Task details ▸ Below are the entries; return every line among them that holds the word "info".

Input ▸
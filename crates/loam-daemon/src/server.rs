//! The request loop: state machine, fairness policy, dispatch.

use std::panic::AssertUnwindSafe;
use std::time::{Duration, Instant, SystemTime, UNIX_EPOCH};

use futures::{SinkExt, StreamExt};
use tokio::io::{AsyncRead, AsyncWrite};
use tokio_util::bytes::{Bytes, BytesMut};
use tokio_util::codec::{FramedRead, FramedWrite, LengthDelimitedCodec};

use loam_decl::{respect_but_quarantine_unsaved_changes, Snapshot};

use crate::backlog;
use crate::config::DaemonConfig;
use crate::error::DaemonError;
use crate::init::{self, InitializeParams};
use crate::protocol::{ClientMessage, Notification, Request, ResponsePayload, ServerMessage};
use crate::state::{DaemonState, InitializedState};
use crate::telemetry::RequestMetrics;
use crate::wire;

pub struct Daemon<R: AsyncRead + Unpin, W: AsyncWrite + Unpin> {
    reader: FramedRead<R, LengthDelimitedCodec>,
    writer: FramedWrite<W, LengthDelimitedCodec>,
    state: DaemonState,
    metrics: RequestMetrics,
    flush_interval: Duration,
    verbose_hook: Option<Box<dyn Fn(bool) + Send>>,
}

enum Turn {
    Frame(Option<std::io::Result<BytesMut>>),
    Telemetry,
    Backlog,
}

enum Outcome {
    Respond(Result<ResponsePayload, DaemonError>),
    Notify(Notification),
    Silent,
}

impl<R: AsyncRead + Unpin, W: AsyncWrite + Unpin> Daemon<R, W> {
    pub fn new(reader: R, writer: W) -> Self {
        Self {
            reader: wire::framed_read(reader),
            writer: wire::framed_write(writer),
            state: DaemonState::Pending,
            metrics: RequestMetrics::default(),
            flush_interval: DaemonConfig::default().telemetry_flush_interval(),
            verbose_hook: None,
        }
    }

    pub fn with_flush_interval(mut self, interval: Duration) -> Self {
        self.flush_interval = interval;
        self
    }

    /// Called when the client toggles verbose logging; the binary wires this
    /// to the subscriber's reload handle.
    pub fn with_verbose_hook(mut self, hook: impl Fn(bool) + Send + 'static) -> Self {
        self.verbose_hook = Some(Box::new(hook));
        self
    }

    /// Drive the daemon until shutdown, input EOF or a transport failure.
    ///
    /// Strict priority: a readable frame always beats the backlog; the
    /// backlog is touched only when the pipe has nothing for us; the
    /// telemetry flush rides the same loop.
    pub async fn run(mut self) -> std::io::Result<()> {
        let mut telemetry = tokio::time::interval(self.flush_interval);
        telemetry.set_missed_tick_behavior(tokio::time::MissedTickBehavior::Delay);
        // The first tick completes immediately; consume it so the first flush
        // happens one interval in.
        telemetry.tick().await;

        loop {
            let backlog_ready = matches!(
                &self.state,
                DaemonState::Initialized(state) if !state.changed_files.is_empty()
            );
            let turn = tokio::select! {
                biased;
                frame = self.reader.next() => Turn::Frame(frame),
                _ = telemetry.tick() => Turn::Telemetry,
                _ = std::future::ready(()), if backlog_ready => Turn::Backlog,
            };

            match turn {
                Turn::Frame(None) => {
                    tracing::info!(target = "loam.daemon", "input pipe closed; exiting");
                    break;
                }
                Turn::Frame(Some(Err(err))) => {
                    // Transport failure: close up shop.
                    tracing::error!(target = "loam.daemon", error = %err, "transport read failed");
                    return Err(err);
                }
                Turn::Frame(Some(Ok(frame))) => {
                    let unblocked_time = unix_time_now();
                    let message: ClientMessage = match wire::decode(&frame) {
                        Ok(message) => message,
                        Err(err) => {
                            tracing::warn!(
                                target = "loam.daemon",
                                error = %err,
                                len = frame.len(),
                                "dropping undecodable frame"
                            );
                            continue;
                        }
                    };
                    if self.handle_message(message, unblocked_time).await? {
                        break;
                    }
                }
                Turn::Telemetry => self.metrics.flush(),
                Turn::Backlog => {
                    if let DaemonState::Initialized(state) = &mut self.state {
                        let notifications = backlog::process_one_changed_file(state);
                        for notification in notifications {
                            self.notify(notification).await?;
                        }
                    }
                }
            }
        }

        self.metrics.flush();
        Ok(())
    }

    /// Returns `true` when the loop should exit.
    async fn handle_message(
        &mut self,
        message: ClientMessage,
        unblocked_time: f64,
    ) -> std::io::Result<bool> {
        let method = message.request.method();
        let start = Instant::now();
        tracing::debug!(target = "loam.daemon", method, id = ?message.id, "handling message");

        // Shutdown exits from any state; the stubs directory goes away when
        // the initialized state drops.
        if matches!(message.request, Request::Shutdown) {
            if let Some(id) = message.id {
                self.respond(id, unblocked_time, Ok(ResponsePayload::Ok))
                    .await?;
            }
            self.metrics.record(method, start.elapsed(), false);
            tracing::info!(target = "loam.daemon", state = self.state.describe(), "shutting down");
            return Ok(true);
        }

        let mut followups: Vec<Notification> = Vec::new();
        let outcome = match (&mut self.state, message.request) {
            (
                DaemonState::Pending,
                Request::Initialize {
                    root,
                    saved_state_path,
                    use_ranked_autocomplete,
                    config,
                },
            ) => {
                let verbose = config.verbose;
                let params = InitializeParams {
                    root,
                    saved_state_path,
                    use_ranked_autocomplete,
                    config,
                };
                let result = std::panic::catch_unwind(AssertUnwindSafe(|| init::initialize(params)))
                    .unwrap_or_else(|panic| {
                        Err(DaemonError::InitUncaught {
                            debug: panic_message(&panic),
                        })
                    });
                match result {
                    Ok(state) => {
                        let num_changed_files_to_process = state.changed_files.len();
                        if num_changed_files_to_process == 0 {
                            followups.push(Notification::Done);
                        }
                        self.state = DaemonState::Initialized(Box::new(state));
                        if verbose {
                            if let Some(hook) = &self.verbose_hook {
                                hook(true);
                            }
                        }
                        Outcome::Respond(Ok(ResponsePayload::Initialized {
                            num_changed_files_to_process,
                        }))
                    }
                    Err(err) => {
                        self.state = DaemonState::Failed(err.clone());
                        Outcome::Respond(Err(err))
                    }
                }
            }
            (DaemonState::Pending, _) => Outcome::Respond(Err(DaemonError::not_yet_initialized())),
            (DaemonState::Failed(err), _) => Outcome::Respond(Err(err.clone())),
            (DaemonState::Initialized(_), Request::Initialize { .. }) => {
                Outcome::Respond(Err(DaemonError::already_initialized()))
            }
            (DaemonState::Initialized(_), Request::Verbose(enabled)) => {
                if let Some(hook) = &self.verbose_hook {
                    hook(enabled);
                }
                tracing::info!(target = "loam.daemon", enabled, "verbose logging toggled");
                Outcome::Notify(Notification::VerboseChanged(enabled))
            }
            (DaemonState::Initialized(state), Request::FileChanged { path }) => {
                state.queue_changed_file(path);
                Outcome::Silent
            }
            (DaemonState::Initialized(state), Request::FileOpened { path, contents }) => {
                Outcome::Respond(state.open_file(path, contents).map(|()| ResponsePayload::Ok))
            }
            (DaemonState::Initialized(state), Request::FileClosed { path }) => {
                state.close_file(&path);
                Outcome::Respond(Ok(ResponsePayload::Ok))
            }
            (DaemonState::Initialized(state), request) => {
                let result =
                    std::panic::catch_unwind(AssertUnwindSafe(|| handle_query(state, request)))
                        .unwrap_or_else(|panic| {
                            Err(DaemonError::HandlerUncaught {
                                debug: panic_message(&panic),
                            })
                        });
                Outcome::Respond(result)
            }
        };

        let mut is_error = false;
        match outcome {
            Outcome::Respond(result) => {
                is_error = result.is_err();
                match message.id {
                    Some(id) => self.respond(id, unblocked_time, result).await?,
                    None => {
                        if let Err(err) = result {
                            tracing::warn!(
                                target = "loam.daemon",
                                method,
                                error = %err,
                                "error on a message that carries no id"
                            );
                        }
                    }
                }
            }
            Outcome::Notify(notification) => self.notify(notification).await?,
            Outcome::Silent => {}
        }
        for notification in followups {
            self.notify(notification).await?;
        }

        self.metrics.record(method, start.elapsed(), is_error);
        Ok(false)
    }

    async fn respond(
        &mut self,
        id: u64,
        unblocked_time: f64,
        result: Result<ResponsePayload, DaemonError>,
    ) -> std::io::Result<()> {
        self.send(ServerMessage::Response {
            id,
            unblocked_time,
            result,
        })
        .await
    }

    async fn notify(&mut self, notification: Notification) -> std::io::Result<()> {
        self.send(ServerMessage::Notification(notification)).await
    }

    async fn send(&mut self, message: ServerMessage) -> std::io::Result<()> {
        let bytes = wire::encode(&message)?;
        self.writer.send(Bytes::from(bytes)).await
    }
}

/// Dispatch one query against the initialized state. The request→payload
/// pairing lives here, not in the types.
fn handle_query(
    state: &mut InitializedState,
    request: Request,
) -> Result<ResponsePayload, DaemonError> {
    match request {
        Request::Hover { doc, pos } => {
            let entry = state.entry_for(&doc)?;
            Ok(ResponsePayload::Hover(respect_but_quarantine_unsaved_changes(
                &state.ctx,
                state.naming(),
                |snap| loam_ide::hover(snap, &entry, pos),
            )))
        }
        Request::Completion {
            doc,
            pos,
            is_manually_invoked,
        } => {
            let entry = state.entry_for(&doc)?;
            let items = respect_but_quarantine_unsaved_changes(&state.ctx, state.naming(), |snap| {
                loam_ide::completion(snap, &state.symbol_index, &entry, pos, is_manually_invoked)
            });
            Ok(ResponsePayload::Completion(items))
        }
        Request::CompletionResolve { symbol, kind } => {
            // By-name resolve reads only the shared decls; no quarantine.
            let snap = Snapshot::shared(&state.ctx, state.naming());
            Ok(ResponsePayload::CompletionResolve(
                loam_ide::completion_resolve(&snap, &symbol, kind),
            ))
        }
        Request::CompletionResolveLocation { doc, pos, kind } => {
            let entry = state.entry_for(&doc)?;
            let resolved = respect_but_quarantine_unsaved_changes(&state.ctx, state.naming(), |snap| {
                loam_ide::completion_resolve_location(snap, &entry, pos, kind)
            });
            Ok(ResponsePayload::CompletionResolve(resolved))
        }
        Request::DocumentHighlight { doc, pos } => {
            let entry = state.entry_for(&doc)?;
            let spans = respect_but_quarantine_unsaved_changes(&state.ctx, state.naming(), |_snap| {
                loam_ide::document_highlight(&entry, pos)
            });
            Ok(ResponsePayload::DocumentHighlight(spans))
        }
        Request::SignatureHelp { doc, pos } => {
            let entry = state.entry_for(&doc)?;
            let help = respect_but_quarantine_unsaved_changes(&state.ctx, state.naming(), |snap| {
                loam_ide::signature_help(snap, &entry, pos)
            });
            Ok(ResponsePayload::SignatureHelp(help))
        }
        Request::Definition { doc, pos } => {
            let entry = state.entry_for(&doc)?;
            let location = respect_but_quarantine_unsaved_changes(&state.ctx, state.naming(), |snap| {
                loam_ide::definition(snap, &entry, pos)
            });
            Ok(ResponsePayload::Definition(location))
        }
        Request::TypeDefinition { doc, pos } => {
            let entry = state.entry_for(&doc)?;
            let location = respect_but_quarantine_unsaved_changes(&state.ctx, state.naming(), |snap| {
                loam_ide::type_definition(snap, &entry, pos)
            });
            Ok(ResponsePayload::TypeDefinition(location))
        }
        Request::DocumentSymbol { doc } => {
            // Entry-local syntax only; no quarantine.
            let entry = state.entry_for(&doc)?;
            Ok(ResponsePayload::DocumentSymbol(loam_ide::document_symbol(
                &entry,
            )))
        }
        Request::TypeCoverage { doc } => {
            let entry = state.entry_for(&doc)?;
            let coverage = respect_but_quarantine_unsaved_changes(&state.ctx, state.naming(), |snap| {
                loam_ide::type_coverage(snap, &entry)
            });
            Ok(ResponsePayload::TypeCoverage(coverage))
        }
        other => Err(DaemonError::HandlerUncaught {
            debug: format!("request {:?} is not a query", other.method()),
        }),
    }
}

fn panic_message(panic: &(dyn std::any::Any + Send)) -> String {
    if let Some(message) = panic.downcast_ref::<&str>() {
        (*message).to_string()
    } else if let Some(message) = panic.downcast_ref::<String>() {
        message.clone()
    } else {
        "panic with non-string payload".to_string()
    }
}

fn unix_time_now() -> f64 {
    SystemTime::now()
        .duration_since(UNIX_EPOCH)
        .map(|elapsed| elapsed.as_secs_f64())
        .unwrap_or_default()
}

Answer space ▸
                    tracing::info!(target = "loam.daemon", "input pipe closed; exiting");
            tracing::info!(target = "loam.daemon", state = self.state.describe(), "shutting down");
                tracing::info!(target = "loam.daemon", enabled, "verbose logging toggled");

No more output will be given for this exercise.